Bates’ research modelling work investigates how successful this brief exhalation method is at preventing the lung surfaces sticking together.
When the Covid-19 crisis hit he got a message from a colleague saying a physician was using the APRV mode to treat the first Covid patient in Vermont that had been put on ventilation, and it seemed to be working effectively.
“I thought that doesn’t actually surprise me based on what I know about the mechanisms. So that became the basis of the idea I had for making this cheap emergency ventilator.”
Bates had a clear idea of the mechanical design, based on a unique new approach to other ventilator designs. And after talking with a research engineer at the university he unexpectedly had a working prototype within 24 hours. It’s called the Vermontilator.
The team are now working through the FDA’s 50-page specifications for emergency use approval.
“There’s a number of things that you don’t necessarily think about with something like this, but are very necessary to take care of, even if it’s for emergency use.
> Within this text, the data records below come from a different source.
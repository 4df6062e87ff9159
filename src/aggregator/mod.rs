//! Option-chain aggregation.
//!
//! Turns the flat [`ContractRecord`](crate::types::option_chain::ContractRecord)
//! list of one resolved tuple into strike-indexed CE/PE rows, with a strike
//! filter and a column sort on top.
//!
//! - [`grouping`] — [`StrikeRow`] and the single-pass grouping
//! - [`filter`] — [`StrikeFilter`] set operations
//! - [`sort`] — [`SortSpec`] and sortable fields
//! - [`view`] — [`OptionChainView`], the per-tuple aggregate

pub mod filter;
pub mod grouping;
pub mod sort;
pub mod view;

pub use filter::StrikeFilter;
pub use grouping::{StrikeMap, StrikeRow, group_records, reference_price};
pub use sort::{SortKey, SortSpec, SortValue};
pub use view::OptionChainView;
Things like electrical testing, pouring water on it to make sure it doesn’t leak, it’s got to have a handle on it, and a design so we can attach it to something,” he says.
Their project is a gamble, depending on our changing knowledge of the virus and the best treatment methods, he concedes.
“Most of the patients who do end up on ventilators end up on a [different] ventilation scheme, but APRV is also widely used.
“The [ventilation modes] have not been put head-to-head in patients yet, because that’s a big job, but hopefully we’ll know eventually. We’re learning a lot fast, but we don’t fully know.”
He says the low-cost design may have the biggest benefits for poor countries, whose health systems could still be overwhelmed by Covid patients.